8th (Service) Battalion of the Loyal North Lancashire Regiment was formed in September 1915, and came under orders of 7th Brigade in 25th Division.  On 8 July 1917, Divisional HQ was established at Busseboom and came under orders of II Corps for the opening of the Third Ypres offensive. When the attack began on 31 July, 25th Division was in Corps Reserve, behind 24th, 30th and 8th Divisions which were in the front line. 7th and 75th Brigades, in place at Belgian Chateau, received orders to reinforce the attacking units as early as 8.30am but were not called upon to take up the advance as expected, due to the attack being held up. 7th and 75th Brigades relieved the tired units of 8th Division in the front line of the Westhoek and Bellewaarde ridges on 1 August.  The War Diary states: “1 August. The relief of 2 East Lancs was successfully carried out but was very difficult owing to the lack of definite information about the position held by that regiment and the fact that the relief was carried out in daylight in full view of the enemy who still had GLENCORSE WOOD. 2-5 August. The battalion remained in this position from 1-5 inst.  The conditions were very bad owing to the weather and the difficulties of getting up materials and supplies of all kinds.  Our casualties during this tour were severe and amounted to 7 officers and 147 OR (total casualties, killed, wounded and missing)”.  When the final reckoning was made, 8Bn had had one officer and 45 men killed.  The battalion was relieved on the night of 5 August and spent 6-9 August in Winnipeg Camp.  6 August was recorded as William’s date of death.  He was 39 years old (CWGC incorrectly says 40).  This was his first experience of the trenches.


Rank:  Private

Service No:  203532

Date of Death:  06/08/1917

Age:  39

Regiment/Service:  The Loyal North Lancashire Regiment, 8th Bn.

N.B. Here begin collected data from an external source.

//! The composition service: composer resolution, validation, transactional
//! upserts, and filtered reads.
//!
//! Every write runs inside one [`Database::in_transaction`] scope, so a
//! composer created on the fly is never left behind when the composition
//! write that needed it fails.

use crate::error::{Error, Result};
use crate::model::{
    Composer, ComposerId, Composition, CompositionFilter, CompositionId, CompositionRequest,
};
use crate::registry;
use crate::schema::{CompositionPredicate, Database};
use crate::taxonomy::KeySignature;

/// Outcome of resolving a composer reference.
#[derive(Debug, Clone, PartialEq)]
pub enum ResolvedComposer {
    /// Already stored.
    Existing(Composer),
    /// Resolved by a name nobody has used yet; inserted with the write.
    Pending(Composer),
}

impl ResolvedComposer {
    #[must_use]
    pub fn composer(&self) -> &Composer {
        match self {
            Self::Existing(composer) | Self::Pending(composer) => composer,
        }
    }

    #[must_use]
    pub fn into_composer(self) -> Composer {
        match self {
            Self::Existing(composer) | Self::Pending(composer) => composer,
        }
    }

    #[must_use]
    pub const fn is_pending(&self) -> bool {
        matches!(self, Self::Pending(_))
    }
}

/// Read and write operations over the composition catalog.
#[derive(Debug)]
pub struct Catalog {
    db: Database,
}

impl Catalog {
    #[must_use]
    pub const fn new(db: Database) -> Self {
        Self { db }
    }

    #[must_use]
    pub const fn database(&self) -> &Database {
        &self.db
    }

    /// Resolve the composer a write refers to.
    ///
    /// An id takes precedence over a name. A name with no stored match yields
    /// a [`ResolvedComposer::Pending`] composer. With neither, `existing` is
    /// returned unchanged, or [`Error::MissingReference`] when there is none.
    pub fn resolve_composer(
        &self,
        id: Option<ComposerId>,
        name: Option<&str>,
        existing: Option<&Composer>,
    ) -> Result<ResolvedComposer> {
        if let Some(id) = id {
            return self
                .db
                .get_composer(id)?
                .map(ResolvedComposer::Existing)
                .ok_or_else(|| Error::composer_not_found(id));
        }

        if let Some(name) = name.filter(|n| !n.trim().is_empty()) {
            return Ok(match self.db.find_composer_by_name(name)? {
                Some(composer) => ResolvedComposer::Existing(composer),
                None => ResolvedComposer::Pending(Composer::new(name)),
            });
        }

        existing
            .cloned()
            .map(ResolvedComposer::Existing)
            .ok_or(Error::MissingReference)
    }

    /// Create a composition, creating its composer first when the request
    /// names one that does not exist yet.
    pub fn create_composition(&self, request: &CompositionRequest) -> Result<Composition> {
        let resolved =
            self.resolve_composer(request.composer_id, request.composer_name(), None)?;

        if let (Some(name), Some(key_signature), ResolvedComposer::Existing(composer)) =
            (request.name(), request.key_signature()?, &resolved)
        {
            if self.db.composition_exists(name, key_signature, composer.id)? {
                log::debug!("Rejected duplicate composition '{name}' by {}", composer.name);
                return Err(Error::Conflict(format!(
                    "a composition named '{name}' in {key_signature} by {} already exists",
                    composer.name
                )));
            }
        }

        let pending = resolved.is_pending();
        let composition = request.to_composition(resolved.into_composer())?;

        self.db.in_transaction(|db| {
            if pending {
                db.insert_composer(&composition.composer)?;
            }
            db.insert_composition(&composition)
        })?;

        log::info!(
            "Created composition {} ('{}' by {}{})",
            composition.id,
            composition.name,
            composition.composer.name,
            if pending { ", new composer" } else { "" }
        );
        Ok(composition)
    }

    /// Apply a partial update to an existing composition.
    ///
    /// Only the fields the request carries are overwritten. When the merge
    /// changes nothing, the stored record is returned without a write.
    pub fn update_composition(
        &self,
        id: CompositionId,
        request: &CompositionRequest,
    ) -> Result<Composition> {
        let existing = self
            .db
            .get_composition(id)?
            .ok_or_else(|| Error::composition_not_found(id))?;

        let resolved = self.resolve_composer(
            request.composer_id,
            request.composer_name(),
            Some(&existing.composer),
        )?;
        let pending = resolved.is_pending();

        let mut merged = request.merge_into(&existing, resolved.into_composer())?;
        if merged == existing {
            log::debug!("Update of composition {id} changed nothing");
            return Ok(existing);
        }
        merged.updated_at = chrono::Utc::now();

        self.db.in_transaction(|db| {
            if pending {
                db.insert_composer(&merged.composer)?;
            }
            db.update_composition(&merged)
        })?;

        log::info!("Updated composition {id}");
        Ok(merged)
    }

    /// Delete a composition. Returns `false` when the id is unknown.
    pub fn delete_composition(&self, id: CompositionId) -> Result<bool> {
        let deleted = self.db.in_transaction(|db| db.delete_composition(id))?;
        if deleted {
            log::info!("Deleted composition {id}");
        }
        Ok(deleted)
    }

    pub fn get_composition(&self, id: CompositionId) -> Result<Option<Composition>> {
        self.db.get_composition(id)
    }

    /// List compositions matching every supplied filter.
    pub fn list_compositions(&self, filter: &CompositionFilter) -> Result<Vec<Composition>> {
        let predicate = build_predicate(filter)?;
        self.db.find_compositions(&predicate)
    }

    pub fn list_composers(&self) -> Result<Vec<Composer>> {
        self.db.list_composers()
    }

    pub fn get_composer(&self, id: ComposerId) -> Result<Option<Composer>> {
        self.db.get_composer(id)
    }

    /// Delete a composer together with all of its compositions.
    pub fn delete_composer(&self, id: ComposerId) -> Result<bool> {
        let deleted = self.db.in_transaction(|db| db.delete_composer(id))?;
        if deleted {
            log::info!("Deleted composer {id} and its compositions");
        }
        Ok(deleted)
    }
}

/// Turn the caller's filter bundle into a storage predicate.
///
/// Blank text filters are ignored. A key signature display name that names
/// no key fails the whole query.
pub fn build_predicate(filter: &CompositionFilter) -> Result<CompositionPredicate> {
    let mut predicate = CompositionPredicate {
        name_contains: non_blank(filter.name.as_deref()),
        format: filter.format,
        composer_name_contains: non_blank(filter.composer_name.as_deref()),
        ..CompositionPredicate::default()
    };

    if let Some(key_signature) = filter.key_signature {
        predicate.key_signatures.push(key_signature);
    }
    if let Some(label) = non_blank(filter.key_signature_display_name.as_deref()) {
        let key_signature = registry::parse_display_name::<KeySignature>(&label)
            .map_err(|e| Error::InvalidFilter(e.to_string()))?;
        predicate.key_signatures.push(key_signature);
    }

    Ok(predicate)
}

fn non_blank(value: Option<&str>) -> Option<String> {
    value
        .filter(|s| !s.trim().is_empty())
        .map(str::to_string)
}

Panel Reference:  Addenda Panel 60.


Additional Information:  Husband of Jane Brierley, of Kearsley, Lancs.


William Brierley was the uncle of 6867 PTE. T. LONGWORTH and 17838 PTE. W. LONGWORTH.  Their stories are told here.

24682 LCPL. H. MOSS. R.W.FUS.


Harry Moss was William Brierley's adopted son.  He was born in Burnley in the final quarter of 1897.  His biological parents were William Moss (b. 1870 in Droylsden), a cloth dyer, and Sarah Jane Dixon (b. 1874 in Bradford).  William and Sarah Jane were married in 1893 and they had 5 children: John (b. 1894), Annie (b. 1895), then Harry, Gertrude (b. 1899) and finally William (b. 1902).  Sarah Jane died at the end of 1904 and in 1910 William remarried.  His new wife was Teresa Cullen (b. 1880 in Cleator Moor, Cumberland) and they went on to have 4 more children.  By 1911 though Harry had been adopted by the Brierleys and was living with them at 134 Cemetery Road, Kearsley, and aged 13 he had started work as a warp reacher-in in a cotton mill.

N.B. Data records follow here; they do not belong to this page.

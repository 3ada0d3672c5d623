mod composers;
mod compositions;
mod health;
pub mod types;

pub use composers::{delete_composer, get_composer, list_composers};
pub use compositions::{
    create_composition, delete_composition, get_composition, list_compositions,
    update_composition,
};
pub use health::health;
use anyhow::Result;

use cadenza_core::model::ComposerId;
use cadenza_core::Catalog;

pub fn list(catalog: &Catalog) -> Result<()> {
    let composers = catalog.list_composers()?;

    if composers.is_empty() {
        println!("No composers in the catalog.");
        return Ok(());
    }

    for composer in &composers {
        println!("{}  {}", composer.id, composer.name);
    }
    println!("\n{} composer(s)", composers.len());

    Ok(())
}

pub fn remove(catalog: &Catalog, id: ComposerId) -> Result<()> {
    if catalog.delete_composer(id)? {
        println!("✓ Removed composer {id} and its compositions");
        Ok(())
    } else {
        anyhow::bail!("Composer not found: {id}")
    }
}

His adoptive father William signed up in December 1915 so it’s possible Harry signed up at the same time (he would just have turned 18).  He was assigned service number 24682 and posted to 1Bn Royal Welsh Fusiliers and later promoted to Lance Corporal.  1Bn Royal Welsh Fusiliers came under the orders of 22nd Brigade in 7th Division.  7th Division is one of the Divisions who feature prominently in the contemporary war documentary filmed on The Somme by Geoffrey Malins and John McDowell.  The Royal Welsh Fusiliers feature in some early footage in the film as they prepare for the battle at Bray-sur-Somme.


On 1 July, 7th Division participated in the capture of the village of Mametz.  The British were unable to capitalise on this early success, however, and fighting ground to a halt and became especially murderous at Delville Wood in July and August.  From 27-29 August, in fierce hand-to-hand fighting, 1Bn had 60 Other Ranks killed, including Harry Moss, who was still only 18 years old.


Rank:  Lance Corporal

Service No:  24682

Date of Death:  27/08/1916

Regiment/Service:  Royal Welsh Fusiliers, 1st Bn.

Panel Reference:  Pier and Face 4 A.